Material to process:
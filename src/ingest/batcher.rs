//! Background sample batcher
//!
//! One batcher exists per app-label width. Batches are distributed across a
//! configurable number of bounded queues; each queue is drained by a worker
//! that flushes on batch size or flush timeout. A batch always lands on a
//! single queue, so samples within one batch reach the store in order.

use crate::config::WriterConfig;
use crate::ingest::sample::Sample;
use crate::ingest::writer::WriterCounters;
use crate::store::ColumnarStore;
use std::sync::atomic::{AtomicUsize, Ordering};
use std::sync::Arc;
use tokio::sync::mpsc;
use tokio::task::JoinHandle;
use tokio_util::sync::CancellationToken;
use tracing::{debug, warn};

pub(crate) struct SampleBatcher {
    senders: Vec<mpsc::Sender<Vec<Sample>>>,
    next_queue: AtomicUsize,
    cancel: CancellationToken,
    workers: parking_lot::Mutex<Vec<JoinHandle<()>>>,
    flush_timeout: std::time::Duration,
    counters: Arc<WriterCounters>,
}

impl SampleBatcher {
    /// Spawn the worker tasks for one per-width writer.
    pub(crate) fn start(
        store: Arc<dyn ColumnarStore>,
        database: String,
        table: String,
        columns: Vec<String>,
        width: usize,
        config: &WriterConfig,
        counters: Arc<WriterCounters>,
    ) -> Arc<Self> {
        let cancel = CancellationToken::new();
        let queue_count = config.queue_count.max(1);
        let mut senders = Vec::with_capacity(queue_count);
        let mut workers = Vec::with_capacity(queue_count);

        for queue in 0..queue_count {
            let (tx, rx) = mpsc::channel(config.queue_size.max(1));
            senders.push(tx);
            workers.push(tokio::spawn(run_worker(WorkerContext {
                queue,
                rx,
                store: store.clone(),
                database: database.clone(),
                table: table.clone(),
                columns: columns.clone(),
                width,
                batch_size: config.batch_size.max(1),
                flush_timeout: config.flush_timeout,
                counters: counters.clone(),
                cancel: cancel.clone(),
            })));
        }

        Arc::new(Self {
            senders,
            next_queue: AtomicUsize::new(0),
            cancel,
            workers: parking_lot::Mutex::new(workers),
            flush_timeout: config.flush_timeout,
            counters,
        })
    }

    /// Enqueue a batch on the next queue, keeping the batch intact. A full
    /// queue drops the batch and counts the failure.
    pub(crate) fn put(&self, batch: Vec<Sample>) {
        if batch.is_empty() {
            return;
        }
        let idx = self.next_queue.fetch_add(1, Ordering::Relaxed) % self.senders.len();
        if let Err(e) = self.senders[idx].try_send(batch) {
            self.counters
                .record_write_error(&format!("queue {idx} rejected batch: {e}"));
        }
    }

    /// Stop the workers, draining queued samples for up to the flush timeout.
    pub(crate) async fn close(&self) {
        self.cancel.cancel();
        let workers: Vec<_> = self.workers.lock().drain(..).collect();
        for worker in workers {
            if tokio::time::timeout(self.flush_timeout, worker).await.is_err() {
                warn!("batcher worker did not drain within flush timeout");
            }
        }
    }
}

struct WorkerContext {
    queue: usize,
    rx: mpsc::Receiver<Vec<Sample>>,
    store: Arc<dyn ColumnarStore>,
    database: String,
    table: String,
    columns: Vec<String>,
    width: usize,
    batch_size: usize,
    flush_timeout: std::time::Duration,
    counters: Arc<WriterCounters>,
    cancel: CancellationToken,
}

async fn run_worker(mut ctx: WorkerContext) {
    let mut buffer: Vec<Sample> = Vec::with_capacity(ctx.batch_size);
    let mut ticker = tokio::time::interval(ctx.flush_timeout);
    ticker.set_missed_tick_behavior(tokio::time::MissedTickBehavior::Delay);
    ticker.reset();

    loop {
        tokio::select! {
            _ = ctx.cancel.cancelled() => {
                while let Ok(batch) = ctx.rx.try_recv() {
                    buffer.extend(batch);
                    if buffer.len() >= ctx.batch_size {
                        flush(&mut ctx, &mut buffer).await;
                    }
                }
                flush(&mut ctx, &mut buffer).await;
                return;
            }
            received = ctx.rx.recv() => match received {
                Some(batch) => {
                    buffer.extend(batch);
                    if buffer.len() >= ctx.batch_size {
                        flush(&mut ctx, &mut buffer).await;
                    }
                }
                None => {
                    flush(&mut ctx, &mut buffer).await;
                    return;
                }
            },
            _ = ticker.tick() => {
                flush(&mut ctx, &mut buffer).await;
            }
        }
    }
}

async fn flush(ctx: &mut WorkerContext, buffer: &mut Vec<Sample>) {
    if buffer.is_empty() {
        return;
    }
    let rows: Vec<_> = buffer.iter().map(|s| s.to_row(ctx.width)).collect();
    match ctx
        .store
        .insert(&ctx.database, &ctx.table, &ctx.columns, &rows)
        .await
    {
        Ok(()) => {
            debug!(
                queue = ctx.queue,
                rows = rows.len(),
                width = ctx.width,
                "flushed sample batch"
            );
            ctx.counters.mark_write_ok();
        }
        Err(e) => ctx.counters.record_write_error(&e.to_string()),
    }
    buffer.clear();
}

#[cfg(test)]
mod tests {
    use super::*;
    use crate::store::{QueryResult, Value};
    use crate::Result;
    use async_trait::async_trait;
    use parking_lot::Mutex;
    use std::time::Duration;

    #[derive(Default)]
    struct RecordingStore {
        inserts: Mutex<Vec<(String, String, usize)>>,
    }

    #[async_trait]
    impl ColumnarStore for RecordingStore {
        async fn execute(&self, _sql: &str) -> Result<()> {
            Ok(())
        }
        async fn query(&self, _sql: &str) -> Result<QueryResult> {
            Ok(QueryResult::default())
        }
        async fn insert(
            &self,
            database: &str,
            table: &str,
            _columns: &[String],
            rows: &[Vec<Value>],
        ) -> Result<()> {
            self.inserts
                .lock()
                .push((database.into(), table.into(), rows.len()));
            Ok(())
        }
    }

    fn sample() -> Sample {
        Sample {
            timestamp_ms: 1_700_000_000_000,
            metric_id: 1,
            target_id: 1,
            value: 1.0,
            value_type: 0,
            app_label_value_ids: vec![0, 9],
        }
    }

    #[tokio::test]
    async fn test_flush_on_batch_size() {
        let store = Arc::new(RecordingStore::default());
        let config = WriterConfig {
            queue_count: 1,
            queue_size: 16,
            batch_size: 2,
            flush_timeout: Duration::from_secs(60),
        };
        let batcher = SampleBatcher::start(
            store.clone(),
            "prometheus".into(),
            "samples".into(),
            vec!["time".into()],
            1,
            &config,
            Arc::new(WriterCounters::default()),
        );

        batcher.put(vec![sample(), sample()]);
        tokio::time::sleep(Duration::from_millis(50)).await;
        assert_eq!(store.inserts.lock().len(), 1);
        assert_eq!(store.inserts.lock()[0].2, 2);
        batcher.close().await;
    }

    #[tokio::test]
    async fn test_close_drains_partial_batch() {
        let store = Arc::new(RecordingStore::default());
        let config = WriterConfig {
            queue_count: 2,
            queue_size: 16,
            batch_size: 100,
            flush_timeout: Duration::from_secs(1),
        };
        let batcher = SampleBatcher::start(
            store.clone(),
            "prometheus".into(),
            "samples".into(),
            vec!["time".into()],
            1,
            &config,
            Arc::new(WriterCounters::default()),
        );

        batcher.put(vec![sample()]);
        batcher.put(vec![sample(), sample()]);
        batcher.close().await;

        let flushed: usize = store.inserts.lock().iter().map(|(_, _, n)| n).sum();
        assert_eq!(flushed, 3);
    }
}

What you need to do: Retype all of the material above with every character intact.

Reply to the exercise:
filename src/ingest/batcher.rs
//! Background sample batcher
//!
//! One batcher exists per app-label width. Batches are distributed across a
//! configurable number of bounded queues; each queue is drained by a worker
//! that flushes on batch size or flush timeout. A batch always lands on a
//! single queue, so samples within one batch reach the store in order.

use crate::config::WriterConfig;
use crate::ingest::sample::Sample;
use crate::ingest::writer::WriterCounters;
use crate::store::ColumnarStore;
use std::sync::atomic::{AtomicUsize, Ordering};
use std::sync::Arc;
use tokio::sync::mpsc;
use tokio::task::JoinHandle;
use tokio_util::sync::CancellationToken;
use tracing::{debug, warn};

pub(crate) struct SampleBatcher {
    senders: Vec<mpsc::Sender<Vec<Sample>>>,
    next_queue: AtomicUsize,
    cancel: CancellationToken,
    workers: parking_lot::Mutex<Vec<JoinHandle<()>>>,
    flush_timeout: std::time::Duration,
    counters: Arc<WriterCounters>,
}

impl SampleBatcher {
    /// Spawn the worker tasks for one per-width writer.
    pub(crate) fn start(
        store: Arc<dyn ColumnarStore>,
        database: String,
        table: String,
        columns: Vec<String>,
        width: usize,
        config: &WriterConfig,
        counters: Arc<WriterCounters>,
    ) -> Arc<Self> {
        let cancel = CancellationToken::new();
        let queue_count = config.queue_count.max(1);
        let mut senders = Vec::with_capacity(queue_count);
        let mut workers = Vec::with_capacity(queue_count);

        for queue in 0..queue_count {
            let (tx, rx) = mpsc::channel(config.queue_size.max(1));
            senders.push(tx);
            workers.push(tokio::spawn(run_worker(WorkerContext {
                queue,
                rx,
                store: store.clone(),
                database: database.clone(),
                table: table.clone(),
                columns: columns.clone(),
                width,
                batch_size: config.batch_size.max(1),
                flush_timeout: config.flush_timeout,
                counters: counters.clone(),
                cancel: cancel.clone(),
            })));
        }

        Arc::new(Self {
            senders,
            next_queue: AtomicUsize::new(0),
            cancel,
            workers: parking_lot::Mutex::new(workers),
            flush_timeout: config.flush_timeout,
            counters,
        })
    }

    /// Enqueue a batch on the next queue, keeping the batch intact. A full
    /// queue drops the batch and counts the failure.
    pub(crate) fn put(&self, batch: Vec<Sample>) {
        if batch.is_empty() {
            return;
        }
        let idx = self.next_queue.fetch_add(1, Ordering::Relaxed) % self.senders.len();
        if let Err(e) = self.senders[idx].try_send(batch) {
            self.counters
                .record_write_error(&format!("queue {idx} rejected batch: {e}"));
        }
    }

    /// Stop the workers, draining queued samples for up to the flush timeout.
    pub(crate) async fn close(&self) {
        self.cancel.cancel();
        let workers: Vec<_> = self.workers.lock().drain(..).collect();
        for worker in workers {
            if tokio::time::timeout(self.flush_timeout, worker).await.is_err() {
                warn!("batcher worker did not drain within flush timeout");
            }
        }
    }
}

struct WorkerContext {
    queue: usize,
    rx: mpsc::Receiver<Vec<Sample>>,
    store: Arc<dyn ColumnarStore>,
    database: String,
    table: String,
    columns: Vec<String>,
    width: usize,
    batch_size: usize,
    flush_timeout: std::time::Duration,
    counters: Arc<WriterCounters>,
    cancel: CancellationToken,
}

async fn run_worker(mut ctx: WorkerContext) {
    let mut buffer: Vec<Sample> = Vec::with_capacity(ctx.batch_size);
    let mut ticker = tokio::time::interval(ctx.flush_timeout);
    ticker.set_missed_tick_behavior(tokio::time::MissedTickBehavior::Delay);
    ticker.reset();

    loop {
        tokio::select! {
            _ = ctx.cancel.cancelled() => {
                while let Ok(batch) = ctx.rx.try_recv() {
                    buffer.extend(batch);
                    if buffer.len() >= ctx.batch_size {
                        flush(&mut ctx, &mut buffer).await;
                    }
                }
                flush(&mut ctx, &mut buffer).await;
                return;
            }
            received = ctx.rx.recv() => match received {
                Some(batch) => {
                    buffer.extend(batch);
                    if buffer.len() >= ctx.batch_size {
                        flush(&mut ctx, &mut buffer).await;
                    }
                }
                None => {
                    flush(&mut ctx, &mut buffer).await;
                    return;
                }
            },
            _ = ticker.tick() => {
                flush(&mut ctx, &mut buffer).await;
            }
        }
    }
}

async fn flush(ctx: &mut WorkerContext, buffer: &mut Vec<Sample>) {
    if buffer.is_empty() {
        return;
    }
    let rows: Vec<_> = buffer.iter().map(|s| s.to_row(ctx.width)).collect();
    match ctx
        .store
        .insert(&ctx.database, &ctx.table, &ctx.columns, &rows)
        .await
    {
        Ok(()) => {
            debug!(
                queue = ctx.queue,
                rows = rows.len(),
                width = ctx.width,
                "flushed sample batch"
            );
            ctx.counters.mark_write_ok();
        }
        Err(e) => ctx.counters.record_write_error(&e.to_string()),
    }
    buffer.clear();
}

#[cfg(test)]
mod tests {
    use super::*;
    use crate::store::{QueryResult, Value};
    use crate::Result;
    use async_trait::async_trait;
    use parking_lot::Mutex;
    use std::time::Duration;

    #[derive(Default)]
    struct RecordingStore {
        inserts: Mutex<Vec<(String, String, usize)>>,
    }

    #[async_trait]
    impl ColumnarStore for RecordingStore {
        async fn execute(&self, _sql: &str) -> Result<()> {
            Ok(())
        }
        async fn query(&self, _sql: &str) -> Result<QueryResult> {
            Ok(QueryResult::default())
        }
        async fn insert(
            &self,
            database: &str,
            table: &str,
            _columns: &[String],
            rows: &[Vec<Value>],
        ) -> Result<()> {
            self.inserts
                .lock()
                .push((database.into(), table.into(), rows.len()));
            Ok(())
        }
    }

    fn sample() -> Sample {
        Sample {
            timestamp_ms: 1_700_000_000_000,
            metric_id: 1,
            target_id: 1,
            value: 1.0,
            value_type: 0,
            app_label_value_ids: vec![0, 9],
        }
    }

    #[tokio::test]
    async fn test_flush_on_batch_size() {
        let store = Arc::new(RecordingStore::default());
        let config = WriterConfig {
            queue_count: 1,
            queue_size: 16,
            batch_size: 2,
            flush_timeout: Duration::from_secs(60),
        };
        let batcher = SampleBatcher::start(
            store.clone(),
            "prometheus".into(),
            "samples".into(),
            vec!["time".into()],
            1,
            &config,
            Arc::new(WriterCounters::default()),
        );

        batcher.put(vec![sample(), sample()]);
        tokio::time::sleep(Duration::from_millis(50)).await;
        assert_eq!(store.inserts.lock().len(), 1);
        assert_eq!(store.inserts.lock()[0].2, 2);
        batcher.close().await;
    }

    #[tokio::test]
    async fn test_close_drains_partial_batch() {
        let store = Arc::new(RecordingStore::default());
        let config = WriterConfig {
            queue_count: 2,
            queue_size: 16,
            batch_size: 100,
            flush_timeout: Duration::from_secs(1),
        };
        let batcher = SampleBatcher::start(
            store.clone(),
            "prometheus".into(),
            "samples".into(),
            vec!["time".into()],
            1,
            &config,
            Arc::new(WriterCounters::default()),
        );

        batcher.put(vec![sample()]);
        batcher.put(vec![sample(), sample()]);
        batcher.close().await;

        let flushed: usize = store.inserts.lock().iter().map(|(_, _, n)| n).sum();
        assert_eq!(flushed, 3);
    }
}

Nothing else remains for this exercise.